Jangan jawab begini:
"Bentuk Tuhan itu seperti anu ..ini..atau itu...." karena jawaban seperti itu pasti salah dan menyesatkan.
Jawablah begini:
"Adek tahu 'kan, bentuk sungai, batu, kucing, kambing,..semuanya.. nah,
bentuk Tuhan itu tidak sama dengan apa pun yang pernah kamu lihat.
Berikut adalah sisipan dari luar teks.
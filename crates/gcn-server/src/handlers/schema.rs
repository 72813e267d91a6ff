use axum::{http::StatusCode, response::IntoResponse, Json};

use gcn_core::api_types::SchemaResponse;
use gcn_core::{COLUMN_ORDER, FIELD_SCHEMA};

/// GET /api/schema — the extracted fields and the report column order.
pub async fn get_schema() -> impl IntoResponse {
    let response = SchemaResponse {
        fields: FIELD_SCHEMA.fields.to_vec(),
        json_schema: FIELD_SCHEMA.to_json_schema(),
        columns: COLUMN_ORDER.iter().map(|c| c.to_string()).collect(),
    };
    (StatusCode::OK, Json(response))
}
Sebut saja bentuk apa pun, bentuk Tuhan itu tidak sama dengan apa yang
akan kamu sebutkan." (Ucapkan dengan menatap mata anak sambil tersenyum
manis)
فَاطِرُ ٱلسَّمَـٰوَٲتِ وَٱلۡأَرۡضِۚ جَعَلَ لَكُم مِّنۡ
أَنفُسِكُمۡ أَزۡوَٲجً۬ا وَمِنَ ٱلۡأَنۡعَـٰمِ أَزۡوَٲجً۬اۖ يَذۡرَؤُكُمۡ
فِيهِۚ لَيۡسَ كَمِثۡلِهِۦ شَىۡءٌ۬ۖ وَهُوَ ٱلسَّمِيعُ ٱلۡبَصِيرُ
[Dia] Pencipta langit dan bumi. Dia menjadikan bagi kamu dari jenis kamu
sendiri pasangan-pasangan dan dari jenis binatang ternak
pasangan-pasangan [pula], dijadikan-Nya kamu berkembang biak dengan
jalan itu. Tidak ada sesuatu pun yang serupa dengan Dia dan Dia-lah Yang
Maha Mendengar lagi Maha Melihat. (Q.S. Asy-Syura:11)
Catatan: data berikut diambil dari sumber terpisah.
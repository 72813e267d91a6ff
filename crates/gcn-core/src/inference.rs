use async_trait::async_trait;
use serde::{Deserialize, Serialize};

use crate::document::Document;
use crate::error::Result;

/// A document registered with the remote service's file storage.
#[derive(Debug, Clone, PartialEq, Eq, Serialize, Deserialize)]
pub struct RemoteReference {
    /// Resource name used for deletion, e.g. `files/abc123`.
    pub name: String,
    /// URI the generate call refers to.
    pub uri: String,
    pub mime_type: String,
}

/// Instruction plus structured-output constraint for one generate call against `file`.
#[derive(Debug, Clone, PartialEq, Serialize)]
pub struct ExtractionRequest {
    pub file: RemoteReference,
    pub instruction: String,
    pub constraint: serde_json::Value,
    pub response_mime_type: &'static str,
}

/// The remote multimodal model: upload, generate against an upload, delete the upload.
#[async_trait]
pub trait InferenceService: Send + Sync {
    fn model(&self) -> &str;

    async fn upload(&self, document: &Document, mime_type: &str) -> Result<RemoteReference>;

    /// One generate call; returns the model's response text verbatim.
    async fn generate(&self, request: &ExtractionRequest) -> Result<String>;

    async fn delete(&self, reference: &RemoteReference) -> Result<()>;
}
Tanya 3: "Bu, kenapa kita gak bisa lihat Tuhan?
{Bagian ini ditambahkan setelah berdiskusi di kolom komentar di bawah
dengan Miss VogueChica-saudari kita dari Negeri Jiran, Malaysia.}
Jangan jawab begini:
Karena Tuhan itu gaib, artinya barang atau sesuatu yang tidak bisa dilihat dengan mata telanjang.
Jawaban bahwa Tuhan itu gaib (semata), jelas bertentangan dengan ayat berikut ini.
Al-Hadid (57) : 3
هُوَ الْأَوَّلُ وَالْآخِرُ وَالظَّاهِرُ وَالْبَاطِنُ وَهُوَ بِكُلِّ شَيْءٍ عَلِيمٌ
Dialah Yang Awal dan Yang Akhir; Yang Zahir dan Yang Batin; dan Dia Maha Mengetahui segala sesuatu.
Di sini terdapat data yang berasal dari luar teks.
use chrono::NaiveDate;
use serde::de::{self, Deserializer};
use serde::ser::{SerializeMap, Serializer};
use serde::{Deserialize, Serialize};
use serde_json::{Map, Value};

use crate::error::{GcnError, Result};
use crate::report::Cell;
use crate::schema::{field, FieldType, FIELD_SCHEMA};

const AREA_TOLERANCE: f64 = 0.01;

/// One successfully extracted certificate, tagged with the file it came from.
///
/// Serialized as a JSON object keyed by the schema's wire names, in report column order.
#[derive(Debug, Clone, PartialEq)]
pub struct LandTitleRecord {
    pub owner: String,
    pub parcel_number: String,
    pub map_sheet: String,
    pub total_area: f64,
    pub residential_area: f64,
    pub perennial_crop_area: f64,
    pub forestry_rice_area: f64,
    pub registry_number: String,
    pub serial_number: String,
    pub issue_date: String,
    pub commune: String,
    pub source_file: String,
}

impl LandTitleRecord {
    /// Builds a record from a model response object.
    ///
    /// Every required field of [`FIELD_SCHEMA`] must be present and non-null, and every
    /// present field must match its declared type. Absent optional numbers become 0 and
    /// absent optional strings become empty.
    pub fn from_object(object: &Map<String, Value>, source_file: impl Into<String>) -> Result<Self> {
        for spec in FIELD_SCHEMA.required() {
            match object.get(spec.name) {
                None | Some(Value::Null) => {
                    return Err(GcnError::Normalization(format!(
                        "missing required field '{}'",
                        spec.name
                    )));
                }
                Some(_) => {}
            }
        }

        for spec in FIELD_SCHEMA.fields {
            let value = match object.get(spec.name) {
                None | Some(Value::Null) => continue,
                Some(v) => v,
            };
            let ok = match spec.field_type {
                FieldType::String => coerce_string(value).is_some(),
                FieldType::Number => coerce_number(value).is_some(),
            };
            if !ok {
                return Err(GcnError::Normalization(format!(
                    "field '{}' is not a valid {}: {}",
                    spec.name,
                    spec.field_type.as_str(),
                    value
                )));
            }
        }

        let text = |name: &str| -> String {
            object
                .get(name)
                .and_then(coerce_string)
                .unwrap_or_default()
        };
        let number = |name: &str| -> f64 {
            object.get(name).and_then(coerce_number).unwrap_or(0.0)
        };

        Ok(Self {
            owner: text(field::OWNER),
            parcel_number: text(field::PARCEL_NUMBER),
            map_sheet: text(field::MAP_SHEET),
            total_area: number(field::TOTAL_AREA),
            residential_area: number(field::RESIDENTIAL_AREA),
            perennial_crop_area: number(field::PERENNIAL_CROP_AREA),
            forestry_rice_area: number(field::FORESTRY_RICE_AREA),
            registry_number: text(field::REGISTRY_NUMBER),
            serial_number: text(field::SERIAL_NUMBER),
            issue_date: text(field::ISSUE_DATE),
            commune: text(field::COMMUNE),
            source_file: source_file.into(),
        })
    }

    /// Row cells in report column order.
    pub fn cells(&self) -> Vec<Cell> {
        vec![
            Cell::Text(self.owner.clone()),
            Cell::Text(self.parcel_number.clone()),
            Cell::Text(self.map_sheet.clone()),
            Cell::Number(self.total_area),
            Cell::Number(self.residential_area),
            Cell::Number(self.perennial_crop_area),
            Cell::Number(self.forestry_rice_area),
            Cell::Text(self.registry_number.clone()),
            Cell::Text(self.serial_number.clone()),
            Cell::Text(self.issue_date.clone()),
            Cell::Text(self.commune.clone()),
            Cell::Text(self.source_file.clone()),
        ]
    }

    /// Sum of the sub-areas minus the total area, when they disagree.
    pub fn area_discrepancy(&self) -> Option<f64> {
        let sum = self.residential_area + self.perennial_crop_area + self.forestry_rice_area;
        let diff = sum - self.total_area;
        (diff.abs() > AREA_TOLERANCE).then_some(diff)
    }

    /// Checks the issue date against `DD/MM/YYYY`, where day or month may be `..`.
    /// An empty date counts as valid since the field is optional.
    pub fn issue_date_is_valid(&self) -> bool {
        is_valid_issue_date(&self.issue_date)
    }
}

fn is_valid_issue_date(raw: &str) -> bool {
    let raw = raw.trim();
    if raw.is_empty() {
        return true;
    }
    let parts: Vec<&str> = raw.split('/').collect();
    let [day, month, year] = parts.as_slice() else {
        return false;
    };
    let Ok(year) = year.parse::<i32>() else {
        return false;
    };
    if year < 1900 || year > 2100 {
        return false;
    }
    let part = |s: &str| -> Option<Option<u32>> {
        if s == ".." {
            Some(None)
        } else if (1..=2).contains(&s.len()) {
            s.parse().ok().map(Some)
        } else {
            None
        }
    };
    match (part(*day), part(*month)) {
        (Some(Some(d)), Some(Some(m))) => NaiveDate::from_ymd_opt(year, m, d).is_some(),
        (Some(None), Some(Some(m))) => (1..=12).contains(&m),
        (Some(Some(d)), Some(None)) => (1..=31).contains(&d),
        (Some(None), Some(None)) => true,
        _ => false,
    }
}

fn coerce_string(value: &Value) -> Option<String> {
    match value {
        Value::String(s) => Some(s.trim().to_string()),
        Value::Number(n) => Some(n.to_string()),
        _ => None,
    }
}

fn coerce_number(value: &Value) -> Option<f64> {
    match value {
        Value::Number(n) => n.as_f64(),
        Value::String(s) => parse_localized_number(s),
        _ => None,
    }
}

/// Parses numbers written the Vietnamese way (`1.234,5`) as well as plain `1234.5`.
///
/// In Vietnamese `.` groups thousands, so a lone dot followed by exactly
/// three digits (`1.234`) reads as 1234. Any other lone dot (`75.2`, `0.125`) is a decimal
/// point.
fn parse_localized_number(raw: &str) -> Option<f64> {
    let mut s: String = raw.chars().filter(|c| !c.is_whitespace()).collect();
    for suffix in ["m²", "m2"] {
        if let Some(stripped) = s.strip_suffix(suffix) {
            s = stripped.to_string();
        }
    }
    if s.is_empty() {
        return None;
    }

    let normalized = match (s.rfind(','), s.rfind('.')) {
        (Some(comma), Some(dot)) if comma > dot => s.replace('.', "").replace(',', "."),
        (Some(_), Some(_)) => s.replace(',', ""),
        (Some(_), None) if s.matches(',').count() == 1 => s.replace(',', "."),
        (Some(_), None) => s.replace(',', ""),
        (None, Some(_)) if s.matches('.').count() > 1 => s.replace('.', ""),
        (None, Some(dot)) if is_thousands_group(&s[..dot], &s[dot + 1..]) => s.replace('.', ""),
        _ => s,
    };
    normalized.parse().ok().filter(|n: &f64| n.is_finite())
}

fn is_thousands_group(head: &str, tail: &str) -> bool {
    let digits = |s: &str| !s.is_empty() && s.chars().all(|c| c.is_ascii_digit());
    digits(head) && head.trim_start_matches('0') == head && tail.len() == 3 && digits(tail)
}

impl Serialize for LandTitleRecord {
    fn serialize<S: Serializer>(&self, serializer: S) -> std::result::Result<S::Ok, S::Error> {
        let mut map = serializer.serialize_map(Some(12))?;
        map.serialize_entry(field::OWNER, &self.owner)?;
        map.serialize_entry(field::PARCEL_NUMBER, &self.parcel_number)?;
        map.serialize_entry(field::MAP_SHEET, &self.map_sheet)?;
        map.serialize_entry(field::TOTAL_AREA, &self.total_area)?;
        map.serialize_entry(field::RESIDENTIAL_AREA, &self.residential_area)?;
        map.serialize_entry(field::PERENNIAL_CROP_AREA, &self.perennial_crop_area)?;
        map.serialize_entry(field::FORESTRY_RICE_AREA, &self.forestry_rice_area)?;
        map.serialize_entry(field::REGISTRY_NUMBER, &self.registry_number)?;
        map.serialize_entry(field::SERIAL_NUMBER, &self.serial_number)?;
        map.serialize_entry(field::ISSUE_DATE, &self.issue_date)?;
        map.serialize_entry(field::COMMUNE, &self.commune)?;
        map.serialize_entry(field::SOURCE_FILE, &self.source_file)?;
        map.end()
    }
}

impl<'de> Deserialize<'de> for LandTitleRecord {
    fn deserialize<D: Deserializer<'de>>(deserializer: D) -> std::result::Result<Self, D::Error> {
        let mut object = Map::<String, Value>::deserialize(deserializer)?;
        let source_file = match object.remove(field::SOURCE_FILE) {
            Some(Value::String(s)) => s,
            _ => String::new(),
        };
        Self::from_object(&object, source_file).map_err(de::Error::custom)
    }
}

#[cfg(test)]
mod tests {
    use serde_json::json;

    use super::*;

    fn object(value: Value) -> Map<String, Value> {
        value.as_object().cloned().unwrap()
    }

    fn full() -> Value {
        json!({
            "Chủ sử dụng": "Nguyễn Văn A và vợ Trần Thị B",
            "Thửa đất số": "123",
            "Tờ bản đồ": "45",
            "Diện tích tổng (m²)": 500.0,
            "Đất ở (m²)": 200.0,
            "Đất trồng cây lâu năm (m²)": 300.0,
            "Đất rừng SX / Lúa (m²)": 0,
            "Số vào sổ": "CH01234",
            "Số phát hành (Seri)": "BA 123456",
            "Ngày kí": "15/03/2012",
            "Xã/Thị trấn": "Xã Hòa Phú"
        })
    }

    #[test]
    fn test_builds_full_record() {
        let record = LandTitleRecord::from_object(&object(full()), "a.pdf").unwrap();
        assert_eq!(record.owner, "Nguyễn Văn A và vợ Trần Thị B");
        assert_eq!(record.parcel_number, "123");
        assert_eq!(record.total_area, 500.0);
        assert_eq!(record.source_file, "a.pdf");
        assert!(record.area_discrepancy().is_none());
        assert!(record.issue_date_is_valid());
    }

    #[test]
    fn test_missing_required_field_rejected() {
        let mut value = full();
        value.as_object_mut().unwrap().remove("Thửa đất số");
        let err = LandTitleRecord::from_object(&object(value), "a.pdf").unwrap_err();
        assert!(matches!(err, GcnError::Normalization(_)));
        assert!(err.to_string().contains("Thửa đất số"));
    }

    #[test]
    fn test_null_required_field_rejected() {
        let mut value = full();
        value["Diện tích tổng (m²)"] = Value::Null;
        assert!(LandTitleRecord::from_object(&object(value), "a.pdf").is_err());
    }

    #[test]
    fn test_optional_fields_default() {
        let value = json!({
            "Chủ sử dụng": "Lê Văn C",
            "Thửa đất số": "7",
            "Diện tích tổng (m²)": 120.5
        });
        let record = LandTitleRecord::from_object(&object(value), "b.pdf").unwrap();
        assert_eq!(record.residential_area, 0.0);
        assert_eq!(record.forestry_rice_area, 0.0);
        assert_eq!(record.map_sheet, "");
        assert_eq!(record.issue_date, "");
    }

    #[test]
    fn test_wrong_numeric_type_rejected() {
        let mut value = full();
        value["Đất ở (m²)"] = json!("khoảng hai trăm");
        let err = LandTitleRecord::from_object(&object(value), "a.pdf").unwrap_err();
        assert!(err.to_string().contains("Đất ở (m²)"));

        let mut value = full();
        value["Chủ sử dụng"] = json!(["a", "b"]);
        assert!(LandTitleRecord::from_object(&object(value), "a.pdf").is_err());
    }

    #[test]
    fn test_numeric_strings_accepted() {
        let mut value = full();
        value["Diện tích tổng (m²)"] = json!("1.234,5");
        value["Đất ở (m²)"] = json!("200 m²");
        value["Thửa đất số"] = json!(123);
        let record = LandTitleRecord::from_object(&object(value), "a.pdf").unwrap();
        assert_eq!(record.total_area, 1234.5);
        assert_eq!(record.residential_area, 200.0);
        assert_eq!(record.parcel_number, "123");
    }

    #[test]
    fn test_localized_number_parsing() {
        assert_eq!(parse_localized_number("120,5"), Some(120.5));
        assert_eq!(parse_localized_number("1,234.5"), Some(1234.5));
        assert_eq!(parse_localized_number("1.234.567"), Some(1234567.0));
        assert_eq!(parse_localized_number("75.2"), Some(75.2));
        assert_eq!(parse_localized_number("1.234"), Some(1234.0));
        assert_eq!(parse_localized_number("12.500 m²"), Some(12500.0));
        assert_eq!(parse_localized_number("0.125"), Some(0.125));
        assert_eq!(parse_localized_number("120.25"), Some(120.25));
        assert_eq!(parse_localized_number(""), None);
        assert_eq!(parse_localized_number("abc"), None);
    }

    #[test]
    fn test_area_discrepancy_reported() {
        let mut value = full();
        value["Đất ở (m²)"] = json!(100.0);
        let record = LandTitleRecord::from_object(&object(value), "a.pdf").unwrap();
        assert_eq!(record.area_discrepancy(), Some(-100.0));
    }

    #[test]
    fn test_issue_date_formats() {
        assert!(is_valid_issue_date("15/03/2012"));
        assert!(is_valid_issue_date("../03/2012"));
        assert!(is_valid_issue_date("../../2012"));
        assert!(is_valid_issue_date(""));
        assert!(!is_valid_issue_date("31/02/2012"));
        assert!(!is_valid_issue_date("2012-03-15"));
        assert!(!is_valid_issue_date("15/13/2012"));
    }

    #[test]
    fn test_serializes_in_column_order() {
        let record = LandTitleRecord::from_object(&object(full()), "a.pdf").unwrap();
        let json = serde_json::to_string(&record).unwrap();
        let owner = json.find("Chủ sử dụng").unwrap();
        let commune = json.find("Xã/Thị trấn").unwrap();
        let source = json.find("Tên file nguồn").unwrap();
        assert!(owner < commune && commune < source);

        let back: LandTitleRecord = serde_json::from_str(&json).unwrap();
        assert_eq!(back, record);
    }
}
Dikhawatirkan, imajinasi anak yang masih polos akan mempersamakan
gaibnya Tuhan dengan hantu, jin, malaikat, bahkan peri dalam cerita
dongeng. Bahwa dalam ilmu Tauhid dinyatakan Tuhan itu nyata
senyata-nyatanya; lebih nyata daripada yang nyata, sudah tidak
terbantahkan
Apalagi jika kita menggunakan diksi (pilihan kata)
"barang" dan "sesuatu" yang ditujukan pada Tuhan. Bukankah sudah jelas
dalil Surat Asy-Syura di atas bahwa Allah itu laysa kamitslihi syai'un;
Allah itu bukan sesuatu; tidak sama dengan sesuatu; melainkan Pencipta
segala sesuatu.
Meskipun segala sesuatu berasal dari
Zat-Sifat-Asma (Nama)-dan Af'al (Perbuatan) Allah, tetapi Diri Pribadi
Allah itu tidak ber-Zat, tidak ber-Sifat, tidak ber-Asma, tidak
ber-Af'al. Diri Pribadi Allah itu tidak ada yang tahu, bahkan Nabi
Muhammad Saw. sekali pun. Hanya Allah yang tahu Diri Pribadi-Nya Sendiri
dan tidak akan terungkap sampai akhir zaman di dunia dan di akhirat.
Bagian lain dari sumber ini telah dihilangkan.